Exercise brief
Filter the data for lines with the word "ExperimentStore" and copy those lines.

Input
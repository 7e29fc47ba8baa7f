//! The `ExperimentStore` trait and supporting query types.
//!
//! The trait is implemented by storage backends (e.g. `ragex-store-sqlite`).
//! The HTTP layer depends on this abstraction, not on any concrete backend.

use std::future::Future;

use crate::{
  dataset::{Dataset, DatasetStats, Query, QueryInput},
  knowledge_base::{Document, DocumentInput, KnowledgeBase, KnowledgeBaseStats},
};

// ─── Query types ─────────────────────────────────────────────────────────────

/// Offset pagination for list operations.
#[derive(Debug, Clone, Copy, PartialEq, Eq)]
pub struct Page {
  pub offset: usize,
  pub limit:  usize,
}

impl Default for Page {
  fn default() -> Self { Self { offset: 0, limit: 100 } }
}

/// Parameters for [`ExperimentStore::list_queries`].
#[derive(Debug, Clone, Default)]
pub struct QueryFilter {
  pub dataset_id: Option<i64>,
  /// `Some(false)` for current versions only, `Some(true)` for history only.
  pub obsolete:   Option<bool>,
  pub page:       Page,
}

/// Parameters for [`ExperimentStore::list_all_documents`].
#[derive(Debug, Clone, Default)]
pub struct DocumentFilter {
  /// Exact match on the document `type`.
  pub doc_type: Option<String>,
  pub page:     Page,
}

// ─── Trait ───────────────────────────────────────────────────────────────────

/// Abstraction over a RAG experiment store backend.
///
/// Query and document versions are append-only: the reconcilers add rows and
/// flip the `obsolete` / `deleted` flags, they never rewrite content.
///
/// All methods return `Send` futures so the trait can be used in multi-threaded
/// async runtimes (e.g. tokio with `axum`).
pub trait ExperimentStore: Send + Sync {
  type Error: std::error::Error + Send + Sync + 'static;

  // ── Datasets ──────────────────────────────────────────────────────────

  /// Return the dataset called `name`, creating it if needed.
  fn ensure_dataset(
    &self,
    name: String,
  ) -> impl Future<Output = Result<Dataset, Self::Error>> + Send + '_;

  /// Bring the dataset called `name` in line with `queries` in one
  /// transaction. Duplicate positions fail before anything is written.
  fn reconcile_dataset(
    &self,
    name: String,
    queries: Vec<QueryInput>,
  ) -> impl Future<Output = Result<DatasetStats, Self::Error>> + Send + '_;

  fn get_dataset(
    &self,
    id: i64,
  ) -> impl Future<Output = Result<Option<Dataset>, Self::Error>> + Send + '_;

  fn list_datasets(
    &self,
    page: Page,
  ) -> impl Future<Output = Result<Vec<Dataset>, Self::Error>> + Send + '_;

  // ── Queries ───────────────────────────────────────────────────────────

  /// List query versions ordered by dataset, position, then version.
  /// Ground truths are not loaded.
  fn list_queries(
    &self,
    filter: QueryFilter,
  ) -> impl Future<Output = Result<Vec<Query>, Self::Error>> + Send + '_;

  /// Retrieve one query version together with its ground truths.
  fn get_query(
    &self,
    id: i64,
  ) -> impl Future<Output = Result<Option<Query>, Self::Error>> + Send + '_;

  /// Every version stored at a position, oldest first, with ground truths.
  fn query_history(
    &self,
    dataset_id: i64,
    position_id: u32,
  ) -> impl Future<Output = Result<Vec<Query>, Self::Error>> + Send + '_;

  // ── Knowledge bases ───────────────────────────────────────────────────

  /// Return the knowledge base called `name`, creating it if needed. An
  /// existing knowledge base has its `updated_at` stamped.
  fn ensure_knowledge_base(
    &self,
    name: String,
  ) -> impl Future<Output = Result<KnowledgeBase, Self::Error>> + Send + '_;

  /// Bring the knowledge base called `name` in line with `documents` in one
  /// transaction. Active documents missing from the batch are flagged deleted.
  fn reconcile_knowledge_base(
    &self,
    name: String,
    documents: Vec<DocumentInput>,
  ) -> impl Future<Output = Result<KnowledgeBaseStats, Self::Error>> + Send + '_;

  fn get_knowledge_base(
    &self,
    id: i64,
  ) -> impl Future<Output = Result<Option<KnowledgeBase>, Self::Error>> + Send + '_;

  fn list_knowledge_bases(
    &self,
    page: Page,
  ) -> impl Future<Output = Result<Vec<KnowledgeBase>, Self::Error>> + Send + '_;

  // ── Documents ─────────────────────────────────────────────────────────

  /// Documents of a knowledge base ordered by filename, newest version first.
  /// With `active_only`, obsolete and deleted rows are skipped.
  fn list_documents(
    &self,
    knowledge_base_id: i64,
    active_only: bool,
  ) -> impl Future<Output = Result<Vec<Document>, Self::Error>> + Send + '_;

  /// Document versions across every knowledge base, ordered by id.
  fn list_all_documents(
    &self,
    filter: DocumentFilter,
  ) -> impl Future<Output = Result<Vec<Document>, Self::Error>> + Send + '_;

  fn get_document(
    &self,
    id: i64,
  ) -> impl Future<Output = Result<Option<Document>, Self::Error>> + Send + '_;

  /// The most recently stored document version carrying `hash`, if any.
  fn find_document_by_hash(
    &self,
    hash: String,
  ) -> impl Future<Output = Result<Option<Document>, Self::Error>> + Send + '_;

  /// Every version of `filename`, oldest first.
  fn document_history(
    &self,
    knowledge_base_id: i64,
    filename: String,
  ) -> impl Future<Output = Result<Vec<Document>, Self::Error>> + Send + '_;
}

Answer space
//! The `ExperimentStore` trait and supporting query types.
/// Parameters for [`ExperimentStore::list_queries`].
/// Parameters for [`ExperimentStore::list_all_documents`].
pub trait ExperimentStore: Send + Sync {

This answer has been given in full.